Opioid recovery
Am I Addicted to Painkillers? An Honest Self-Check
If you've found yourself quietly wondering whether you've become addicted to your painkillers, that question alone is worth paying attention to — people who are genuinely fine rarely lie awake asking it. I've met a lot of capable, high-functioning people who circled this exact thought for months before saying it out loud. So let's do this honestly, without the shame — shame keeps people stuck longer than the tablets do.
First, dependence and addiction are not the same thing
This trips a lot of people up. Physical dependence means your body has adapted to the drug — stop suddenly and you get withdrawal. That's a predictable physical fact; it can happen to anyone who takes opioids regularly, even exactly as prescribed, and on its own it doesn't make you an addict.
Addiction is something more — use that becomes compulsive and continues despite the harm it's causing. It's the behaviour and the relationship with the drug, not just the body's adaptation. You can be dependent without being addicted, but the two often travel together, and dependence is quietly the on-ramp. Knowing which one you're looking at shapes what you do next.
The honest warning signs
Read these slowly and answer for yourself, not for the version of you that's defending the tablets. The more that land, the more it's worth taking seriously.
- Taking more than prescribed, or finding you run out before the next prescription is due.
- Using them to cope rather than for pain — for stress, sleep, low mood, or just to feel normal — even when the pain is mild.
- Getting them from more than one source: a second GP, online, over the counter on top of a prescription, or asking around.
- Trying to stop or cut down and not managing it, because the withdrawal or craving pulls you back.
- Thinking about the tablets a lot — when the next dose is, whether you have enough, the quiet relief when you know you do.

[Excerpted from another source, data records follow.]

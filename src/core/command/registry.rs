use super::CommandConfig;
use crate::base::CommandKey;
use crate::circuitbreaker::{CircuitBreaker, State, StateChangeListener, StateChangeListeners};
use crate::isolation::{Bulkhead, BulkheadMetrics};
use crate::notifier::{EventDispatcher, EventNotifier, EventNotifiers, ExecutionEvent};
use crate::stat::{HealthSnapshot, MetricsWindow};
use crate::{logging, Result};
use std::collections::HashMap;
use std::fmt;
use std::sync::{Arc, RwLock};

/// `CommandState` is the per-key triple: configuration, circuit breaker
/// (with its metrics window) and bulkhead.
pub struct CommandState {
    key: CommandKey,
    config: RwLock<Arc<CommandConfig>>,
    breaker: CircuitBreaker,
    bulkhead: Arc<Bulkhead>,
}

impl fmt::Debug for CommandState {
    fn fmt(&self, f: &mut fmt::Formatter<'_>) -> fmt::Result {
        f.debug_struct("CommandState")
            .field("key", &self.key)
            .field("config", &self.config())
            .field("breaker", &self.breaker)
            .field("bulkhead", &self.bulkhead)
            .finish()
    }
}

impl CommandState {
    fn new(key: CommandKey, config: CommandConfig, listeners: StateChangeListeners) -> Result<Self> {
        let stat = MetricsWindow::new(config.rolling_window_buckets, config.rolling_window_ms)?;
        Ok(CommandState {
            breaker: CircuitBreaker::new(key.clone(), stat, listeners),
            bulkhead: Arc::new(Bulkhead::new(key.clone(), &config)),
            config: RwLock::new(Arc::new(config)),
            key,
        })
    }

    pub fn key(&self) -> &CommandKey {
        &self.key
    }

    /// `config` returns the configuration in effect, an attempt keeps the one it started with.
    pub fn config(&self) -> Arc<CommandConfig> {
        Arc::clone(&self.config.read().unwrap())
    }

    pub fn breaker(&self) -> &CircuitBreaker {
        &self.breaker
    }

    pub fn bulkhead(&self) -> &Arc<Bulkhead> {
        &self.bulkhead
    }

    /// Applies a new configuration, keeping the breaker state and, when the window
    /// shape is unchanged, the accumulated metrics. Returns false if nothing changed.
    fn update(&self, config: CommandConfig) -> Result<bool> {
        let mut current = self.config.write().unwrap();
        if **current == config {
            return Ok(false);
        }
        if !current.is_stat_reusable(&config) {
            self.breaker.replace_stat(MetricsWindow::new(
                config.rolling_window_buckets,
                config.rolling_window_ms,
            )?);
        }
        self.bulkhead.update(&config);
        *current = Arc::new(config);
        Ok(true)
    }
}

/// `CommandRegistry` maps command keys to their state. States are created lazily on
/// first use, with the registry's default configuration, and live until removed or reset.
///
/// Different keys never contend beyond the map lookup: all per-key mutations happen
/// on the atomics and locks of that key's `CommandState`.
pub struct CommandRegistry {
    default_config: RwLock<CommandConfig>,
    commands: RwLock<HashMap<CommandKey, Arc<CommandState>>>,
    notifiers: EventNotifiers,
    dispatcher: EventDispatcher,
    listeners: StateChangeListeners,
}

impl fmt::Debug for CommandRegistry {
    fn fmt(&self, f: &mut fmt::Formatter<'_>) -> fmt::Result {
        f.debug_struct("CommandRegistry")
            .field("default_config", &*self.default_config.read().unwrap())
            .field("commands", &self.command_keys())
            .finish()
    }
}

impl Default for CommandRegistry {
    fn default() -> Self {
        let notifiers: EventNotifiers = Arc::new(RwLock::new(Vec::new()));
        CommandRegistry {
            default_config: RwLock::new(CommandConfig::default()),
            commands: RwLock::new(HashMap::new()),
            dispatcher: EventDispatcher::new(Arc::clone(&notifiers)),
            notifiers,
            listeners: Arc::new(RwLock::new(Vec::new())),
        }
    }
}

impl CommandRegistry {
    pub fn new() -> Self {
        Self::default()
    }

    pub fn with_default_config(config: CommandConfig) -> Result<Self> {
        let registry = Self::default();
        registry.set_default_config(config)?;
        Ok(registry)
    }

    /// `set_default_config` sets the configuration of keys created lazily from now on.
    pub fn set_default_config(&self, config: CommandConfig) -> Result<()> {
        config.is_valid()?;
        *self.default_config.write().unwrap() = config;
        Ok(())
    }

    pub fn default_config(&self) -> CommandConfig {
        self.default_config.read().unwrap().clone()
    }

    /// `register_command` creates the state of `key`, or updates its tunables in place.
    /// Registering the same configuration again is a no-op and returns `Ok(false)`.
    pub fn register_command(&self, key: CommandKey, config: CommandConfig) -> Result<bool> {
        if let Err(err) = config.is_valid() {
            logging::warn!(
                "[Registry] Ignoring invalid config of {}, reason: {:?}, config: {}",
                key,
                err,
                config
            );
            return Err(err);
        }
        let mut commands = self.commands.write().unwrap();
        match commands.get(&key) {
            Some(state) => {
                let updated = state.update(config)?;
                if updated {
                    logging::info!("[Registry] Updated {} with {}", key, state.config());
                }
                Ok(updated)
            }
            None => {
                logging::info!("[Registry] Registered {} with {}", key, config);
                let state = CommandState::new(key.clone(), config, Arc::clone(&self.listeners))?;
                commands.insert(key, Arc::new(state));
                Ok(true)
            }
        }
    }

    /// `command_state` returns the state of `key`, creating it with the default configuration.
    pub fn command_state(&self, key: &CommandKey) -> Result<Arc<CommandState>> {
        if let Some(state) = self.commands.read().unwrap().get(key) {
            return Ok(Arc::clone(state));
        }
        let mut commands = self.commands.write().unwrap();
        if let Some(state) = commands.get(key) {
            return Ok(Arc::clone(state));
        }
        let state = Arc::new(CommandState::new(
            key.clone(),
            self.default_config(),
            Arc::clone(&self.listeners),
        )?);
        logging::debug!("[Registry] Created {} with the default config", key);
        commands.insert(key.clone(), Arc::clone(&state));
        Ok(state)
    }

    fn get_state(&self, key: &CommandKey) -> Option<Arc<CommandState>> {
        self.commands.read().unwrap().get(key).map(Arc::clone)
    }

    /// `remove_command` forgets the state of `key`, executions in flight keep theirs.
    pub fn remove_command(&self, key: &CommandKey) -> bool {
        self.commands.write().unwrap().remove(key).is_some()
    }

    pub fn command_keys(&self) -> Vec<CommandKey> {
        let mut keys: Vec<CommandKey> = self.commands.read().unwrap().keys().cloned().collect();
        keys.sort();
        keys
    }

    pub fn command_config(&self, key: &CommandKey) -> Option<CommandConfig> {
        self.get_state(key).map(|state| (*state.config()).clone())
    }

    pub fn breaker_state(&self, key: &CommandKey) -> Option<State> {
        self.get_state(key)
            .map(|state| state.breaker().current_state())
    }

    pub fn metrics_snapshot(&self, key: &CommandKey) -> Option<HealthSnapshot> {
        self.get_state(key)
            .map(|state| state.breaker().stat().snapshot())
    }

    pub fn bulkhead_metrics(&self, key: &CommandKey) -> Option<BulkheadMetrics> {
        self.get_state(key).map(|state| state.bulkhead().metrics())
    }

    pub fn register_event_notifiers(&self, notifiers: Vec<Arc<dyn EventNotifier>>) {
        self.notifiers.write().unwrap().extend(notifiers);
    }

    pub fn clear_event_notifiers(&self) {
        self.notifiers.write().unwrap().clear();
    }

    /// `dispatch_event` queues the event for the notifiers and returns at once.
    pub(crate) fn dispatch_event(&self, event: ExecutionEvent) {
        self.dispatcher.dispatch(event);
    }

    pub fn register_state_change_listeners(&self, listeners: Vec<Arc<dyn StateChangeListener>>) {
        self.listeners.write().unwrap().extend(listeners);
    }

    pub fn clear_state_change_listeners(&self) {
        self.listeners.write().unwrap().clear();
    }

    /// `reset` drops every command state, breakers and metrics start over on next use.
    /// Notifiers and listeners are kept.
    pub fn reset(&self) {
        self.commands.write().unwrap().clear();
        logging::info!("[Registry] Reset all commands");
    }
}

- Carrying on despite the cost — to your health, mood, money, or the people close to you — and minimising it when challenged.
- Hiding how much you take from your partner, your doctor, or yourself.
If you found yourself making a case for why each sign "doesn't really count," notice that. The defending is often louder than the using.
So what does it mean if several of these fit?
It means it's time to stop carrying this on your own — not that you're a lost cause. The people who tick a fair few of these boxes often turn it around fastest once they get the right support, because the awareness is already there. What it does not mean is that you should stop the tablets in a panic. If you're physically dependent, coming off needs a plan.
A safety note before you do anything drastic
If reading this has you wanting to throw the tablets away tonight, please hold on. Coming off opioids is best done as a gradual taper with your GP, not a cold-turkey sprint — while opioid withdrawal is rarely directly fatal, stopping abruptly is miserable and tends to drive people straight back. And there's a real danger I want you aware of: tolerance falls fast once you cut down, so going back to your old dose after a break can cause a fatal overdose. That's not scaremongering — and it's worth knowing naloxone, a medication that reverses an opioid overdose, exists and can be supplied to families in many areas if you've been on higher doses. There's more in my guide to how to come off painkillers, and the same tolerance-drop trap across other drugs is in my guide to cocaine overdose.
Asking the question honestly is the hard part. Most people who get well started exactly where you are — unsure, a bit ashamed, quietly hoping the answer was no.
What to do next
Talk to someone. Start with your GP for the physical side — they won't judge you, and they can plan a safe taper. For the part underneath — why you reach for them, what they're really doing for you — that's the work I do one to one, and looking at your triggers honestly tells you a lot. For a wider view of how this develops, my main guide on painkiller and opioid addiction covers it.
I'm an ex-addict myself, so I know the relief and dread that come with finally asking this question. Whatever the answer, you've taken the bravest step just by looking — and you don't have to figure out the rest alone.
Frequently asked questions
What's the difference between dependence and addiction?
Dependence is your body adapting, so you get withdrawal if you stop — it can happen to anyone on regular opioids. Addiction is compulsive use that continues despite harm. You can be dependent without being addicted, but dependence often leads into it.
Can you be addicted to prescription painkillers?
Yes. Codeine, tramadol, oxycodone and similar are opioids, and they carry a real risk of dependence and addiction even when first prescribed legitimately. Plenty of capable people get caught this way — there's no shame in it, just a need to act.
I think I'm addicted — should I just stop?
Not abruptly. See your GP and plan a gradual taper. Stopping suddenly is intensely unpleasant, and going back to your old dose after a break can cause a fatal overdose because tolerance drops fast. A supervised reduction is the safe route.